Affordable de novo generation of fish mitogenomes using
amplification-free enrichment of mitochondrial DNA and deep sequencing
of long fragments
Abstract
Biomonitoring surveys from environmental DNA make use of metabarcoding
tools to describe the community composition. These studies match their
sequencing results against public genomic databases to identify the
species. However, mitochondrial genomic reference data are yet
incomplete, only a few genes may be available, or the suitability of
existing sequence data is suboptimal for species level resolution. Here
we present a dedicated and cost-effective workflow with no DNA
amplification for generating complete fish mitogenomes for the purpose
of strengthening fish mitochondrial databases. Two different
long-fragment sequencing approaches using Oxford Nanopore sequencing
coupled with mitochondrial DNA enrichment were used. One where the
enrichment is achieved by preferential isolation of mitochondria
followed by DNA extraction and nuclear DNA depletion (‘mitoenrichment’).

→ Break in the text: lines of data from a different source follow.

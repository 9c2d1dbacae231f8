use ratatui::{
    layout::{Constraint, Direction, Layout, Rect},
    style::{Color, Modifier, Style},
    text::{Line, Span},
    widgets::{Block, Borders, Clear, List, ListItem, ListState, Paragraph, Wrap},
    Frame,
};

use crate::app::{App, CsvAction, Mode, NoticeKind};
use crate::board::Column;
use crate::form::{Field, TaskForm};
use crate::task::Priority;

const CARD_FG: Color = Color::Rgb(0x2e, 0x34, 0x40);
const SELECTED_BG: Color = Color::Rgb(0x81, 0xa1, 0xc1);
const ACCENT: Color = Color::Rgb(0x88, 0xc0, 0xd0);

pub fn priority_color(priority: Priority) -> Color {
    match priority {
        Priority::High => Color::Rgb(0xbf, 0x61, 0x6a),
        Priority::Medium => Color::Rgb(0xeb, 0xcb, 0x8b),
        Priority::Low => Color::Rgb(0xa3, 0xbe, 0x8c),
    }
}

pub struct Areas {
    pub board: Rect,
    pub side: Rect,
    pub status: Rect,
}

pub fn layout(area: Rect) -> Areas {
    let rows = Layout::default()
        .direction(Direction::Vertical)
        .constraints(vec![Constraint::Min(3), Constraint::Length(1)])
        .split(area);
    let cols = Layout::default()
        .direction(Direction::Horizontal)
        .constraints(vec![Constraint::Percentage(75), Constraint::Percentage(25)])
        .split(rows[0]);
    Areas {
        board: cols[0],
        side: cols[1],
        status: rows[1],
    }
}

pub fn column_areas(board: Rect) -> [Rect; 4] {
    let chunks = Layout::default()
        .direction(Direction::Horizontal)
        .constraints(vec![
            Constraint::Percentage(25),
            Constraint::Percentage(25),
            Constraint::Percentage(25),
            Constraint::Percentage(25),
        ])
        .split(board);
    [chunks[0], chunks[1], chunks[2], chunks[3]]
}

/// Index of the card drawn at screen row `y` inside a bordered column.
///
/// Mirrors the list's scrolling: the offset is whatever keeps `selected` on screen.
pub fn card_at(area: Rect, selected: Option<usize>, len: usize, y: u16) -> Option<usize> {
    let top = area.y + 1;
    let height = area.height.saturating_sub(2) as usize;
    if y < top || (y - top) as usize >= height {
        return None;
    }
    let offset = selected.map_or(0, |s| (s + 1).saturating_sub(height));
    let index = offset + (y - top) as usize;
    (index < len).then_some(index)
}

pub fn draw(frame: &mut Frame, app: &App) {
    let areas = layout(frame.area());
    for (column, area) in app.board.columns.iter().zip(column_areas(areas.board)) {
        draw_column(frame, app, column, area);
    }
    draw_side_panel(frame, app, areas.side);
    draw_status_bar(frame, app, areas.status);

    match &app.mode {
        Mode::Adding(form) => draw_form(frame, "New task", form),
        Mode::Editing { form, .. } => draw_form(frame, "Update task", form),
        Mode::ConfirmDelete { title, .. } => draw_confirm(frame, title),
        Mode::PathPrompt { action, input } => draw_prompt(frame, *action, input),
        Mode::Normal | Mode::Search => {}
    }
    if let Some(notice) = app.notices.front() {
        draw_notice(frame, notice.kind, &notice.title, &notice.body);
    }
}

fn draw_column(frame: &mut Frame, app: &App, column: &Column, area: Rect) {
    let focused = app.board.focused_status() == column.status;
    let grabbed = app.board.grabbed.map(|g| g.task_id);

    let items: Vec<ListItem> = column
        .cards
        .iter()
        .map(|card| {
            let style = Style::default()
                .fg(CARD_FG)
                .bg(priority_color(card.priority));
            let mut spans = vec![
                Span::styled(
                    format!("{:<3} ", card.priority.marker()),
                    style.add_modifier(Modifier::BOLD),
                ),
                Span::styled(card.label.as_str(), style),
            ];
            if grabbed == Some(card.task_id) {
                spans.push(Span::styled(
                    " [moving]",
                    style.add_modifier(Modifier::ITALIC),
                ));
            }
            ListItem::new(Line::from(spans)).style(style)
        })
        .collect();

    let title = format!("{} ({})", column.status.label(), column.cards.len());
    let list = List::new(items)
        .block(
            Block::default()
                .title(title)
                .borders(Borders::ALL)
                .border_style(if focused {
                    Style::default().fg(ACCENT)
                } else {
                    Style::default()
                }),
        )
        .highlight_style(
            Style::default()
                .bg(SELECTED_BG)
                .fg(CARD_FG)
                .add_modifier(Modifier::BOLD),
        );

    let mut state = ListState::default().with_selected(column.selected);
    frame.render_stateful_widget(list, area, &mut state);
}

fn draw_side_panel(frame: &mut Frame, app: &App, area: Rect) {
    let chunks = Layout::default()
        .direction(Direction::Vertical)
        .constraints(vec![Constraint::Length(4), Constraint::Min(3)])
        .split(area);

    let searching = app.mode == Mode::Search;
    let priority = app
        .filter
        .priority
        .map_or("All".to_string(), |p| p.to_string());
    let filters = Paragraph::new(vec![
        Line::from(vec![
            Span::raw("Search: "),
            Span::styled(
                format!("{}{}", app.filter.text, if searching { "_" } else { "" }),
                Style::default().fg(ACCENT),
            ),
        ]),
        Line::from(vec![
            Span::raw("Priority: "),
            Span::styled(priority, Style::default().fg(ACCENT)),
        ]),
    ])
    .block(Block::default().title("Filter").borders(Borders::ALL));
    frame.render_widget(filters, chunks[0]);

    let details = match app.board.selected_card() {
        Some(card) => vec![
            Line::from(Span::styled(
                card.label.as_str(),
                Style::default().add_modifier(Modifier::BOLD),
            )),
            Line::from(format!("#{} · {} priority", card.task_id, card.priority)),
            Line::from(""),
            Line::from(card.description.as_deref().unwrap_or("No description.")),
        ],
        None => vec![Line::from("Select a task to see its description.")],
    };
    let details = Paragraph::new(details)
        .wrap(Wrap { trim: false })
        .block(Block::default().title("Description").borders(Borders::ALL));
    frame.render_widget(details, chunks[1]);
}

fn draw_status_bar(frame: &mut Frame, app: &App, area: Rect) {
    let hint = match (&app.mode, app.board.grabbed) {
        (Mode::Search, _) => "type to search · Enter/Esc done · Ctrl+U clear",
        (_, Some(_)) => "←/→ target column · Space/Enter drop · Esc cancel",
        _ => "a add · e edit · d delete · Space move · / search · p priority · x export · i import · q quit",
    };
    frame.render_widget(
        Paragraph::new(hint).style(Style::default().fg(Color::DarkGray)),
        area,
    );
}

fn draw_form(frame: &mut Frame, title: &str, form: &TaskForm) {
    let area = centered_rect(60, 50, frame.area());
    let lines: Vec<Line> = Field::ALL
        .iter()
        .map(|field| {
            let focused = *field == form.focus;
            let value = form.value(*field);
            let value = match (field, focused) {
                (Field::Priority | Field::Status, true) => format!("< {value} >"),
                (_, true) => format!("{value}_"),
                _ => value,
            };
            let label_style = if focused {
                Style::default().fg(ACCENT).add_modifier(Modifier::BOLD)
            } else {
                Style::default()
            };
            Line::from(vec![
                Span::styled(format!("{:>22}: ", field.label()), label_style),
                Span::raw(value),
            ])
        })
        .chain([
            Line::from(""),
            Line::from(Span::styled(
                "Tab/↑↓ field · ←/→ choice · Enter save · Esc cancel",
                Style::default().fg(Color::DarkGray),
            )),
        ])
        .collect();

    frame.render_widget(Clear, area);
    frame.render_widget(
        Paragraph::new(lines)
            .wrap(Wrap { trim: false })
            .block(Block::default().title(title).borders(Borders::ALL)),
        area,
    );
}

fn draw_confirm(frame: &mut Frame, title: &str) {
    let area = centered_rect(50, 20, frame.area());
    let text = vec![
        Line::from("Are you sure you want to delete this task?"),
        Line::from(Span::styled(title, Style::default().add_modifier(Modifier::BOLD))),
        Line::from(""),
        Line::from("y yes · n no"),
    ];
    frame.render_widget(Clear, area);
    frame.render_widget(
        Paragraph::new(text)
            .wrap(Wrap { trim: true })
            .block(Block::default().title("Delete task").borders(Borders::ALL)),
        area,
    );
}

fn draw_prompt(frame: &mut Frame, action: CsvAction, input: &str) {
    let area = centered_rect(60, 20, frame.area());
    let title = match action {
        CsvAction::Export => "Export tasks to CSV",
        CsvAction::Import => "Import tasks from CSV",
    };
    let text = vec![
        Line::from(format!("File: {input}_")),
        Line::from(""),
        Line::from(Span::styled(
            "Enter confirm · Esc cancel",
            Style::default().fg(Color::DarkGray),
        )),
    ];
    frame.render_widget(Clear, area);
    frame.render_widget(
        Paragraph::new(text).block(Block::default().title(title).borders(Borders::ALL)),
        area,
    );
}

fn draw_notice(frame: &mut Frame, kind: NoticeKind, title: &str, body: &str) {
    let area = centered_rect(50, 25, frame.area());
    let color = match kind {
        NoticeKind::Info => ACCENT,
        NoticeKind::Reminder => priority_color(Priority::Medium),
        NoticeKind::Warning => Color::Yellow,
        NoticeKind::Error => priority_color(Priority::High),
    };
    let mut text: Vec<Line> = body.lines().map(Line::from).collect();
    text.push(Line::from(""));
    text.push(Line::from(Span::styled(
        "press any key",
        Style::default().fg(Color::DarkGray),
    )));
    frame.render_widget(Clear, area);
    frame.render_widget(
        Paragraph::new(text).wrap(Wrap { trim: true }).block(
            Block::default()
                .title(title)
                .borders(Borders::ALL)
                .border_style(Style::default().fg(color)),
        ),
        area,
    );
}

fn centered_rect(percent_x: u16, percent_y: u16, r: Rect) -> Rect {
    let popup_layout = Layout::default()
        .direction(Direction::Vertical)
        .constraints([
            Constraint::Percentage((100 - percent_y) / 2),
            Constraint::Percentage(percent_y),
            Constraint::Percentage((100 - percent_y) / 2),
        ])
        .split(r);

    Layout::default()
        .direction(Direction::Horizontal)
        .constraints([
            Constraint::Percentage((100 - percent_x) / 2),
            Constraint::Percentage(percent_x),
            Constraint::Percentage((100 - percent_x) / 2),
        ])
        .split(popup_layout[1])[1]
}

#[cfg(test)]
mod tests {
    use super::*;
    use crate::store::TaskStore;
    use crate::task::TaskDraft;
    use ratatui::{backend::TestBackend, Terminal};

    #[test]
    fn columns_split_the_board_evenly() {
        let areas = column_areas(Rect::new(0, 0, 80, 10));
        assert!(areas.iter().all(|r| r.width == 20 && r.height == 10));
        assert_eq!(areas[3].x, 60);
    }

    #[test]
    fn card_at_accounts_for_border_and_scroll() {
        let area = Rect::new(0, 0, 20, 6); // four visible rows
        assert_eq!(card_at(area, None, 3, 0), None);
        assert_eq!(card_at(area, None, 3, 1), Some(0));
        assert_eq!(card_at(area, None, 3, 4), None);
        assert_eq!(card_at(area, Some(9), 10, 1), Some(6));
        assert_eq!(card_at(area, Some(9), 10, 4), Some(9));
        assert_eq!(card_at(area, Some(0), 10, 5), None);
    }

    #[test]
    fn board_renders_labels_and_columns() {
        let dir = tempfile::tempdir().unwrap();
        let store = TaskStore::open(dir.path().join("tasks.db")).unwrap();
        store
            .insert(&TaskDraft::new("Buy milk"), chrono::Local::now().naive_local())
            .unwrap();
        let app = App::new(store, crate::config::Config::default());

        let mut terminal = Terminal::new(TestBackend::new(120, 20)).unwrap();
        terminal.draw(|f| draw(f, &app)).unwrap();
        let buffer = terminal.backend().buffer().clone();
        let text: String = buffer.content().iter().map(|c| c.symbol()).collect();
        for needle in ["To Do (1)", "In Progress (0)", "Review (0)", "Done (0)", "Buy milk"] {
            assert!(text.contains(needle), "missing {needle}");
        }
    }
}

A second enrichment approach takes advantage of the CRISPR-Cas9 targeted
scission on previously dephosphorylated DNA (‘targeted mitosequencing’).
The sequencing results varied between tissue, species, and integrity of
the DNA. The mitoenrichment method yielded 0.17-12.33 % of sequences on
target and a mean coverage ranging from 74.9-805-fold. The targeted
mitosequencing experiment from native genomic DNA yielded 1.83-55 % of
sequences on target and a 38-2123-fold mean coverage. This helped
complete the mitogenome of species with homopolymeric regions, tandem
repeats and gene rearrangements. We demonstrate that deep sequencing of
long fragments of native fish DNA is possible, can be achieved with low
computational resources in a cost-effective manner, exceeding the
widespread genome skimming approach, and allowing the discovery of
mitogenomes of non-model or understudied fish taxa to a broad range of
laboratories worldwide.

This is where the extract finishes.